● **Exercise requirements**
Please print each record below exactly as it is written.

● **Stored data**
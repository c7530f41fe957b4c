//! Keyed blob storage with metadata-preserving round trips and cursor-based
//! listing, plus the upload and retrieval plumbing around it.

pub mod config;
pub mod error;
pub mod server;
pub mod storage;
pub mod uploads;

pub use error::{StorageError, StorageResult};
pub use storage::{BlobFile, BlobStore, ListEntry, ListOptions, ListPage, StoredObject};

● **Answer below**
repository c7530f41fe957b4c
//! Keyed blob storage with metadata-preserving round trips and cursor-based
//! listing, plus the upload and retrieval plumbing around it.

pub mod config;
pub mod error;
pub mod server;
pub mod storage;
pub mod uploads;

pub use error::{StorageError, StorageResult};
pub use storage::{BlobFile, BlobStore, ListEntry, ListOptions, ListPage, StoredObject};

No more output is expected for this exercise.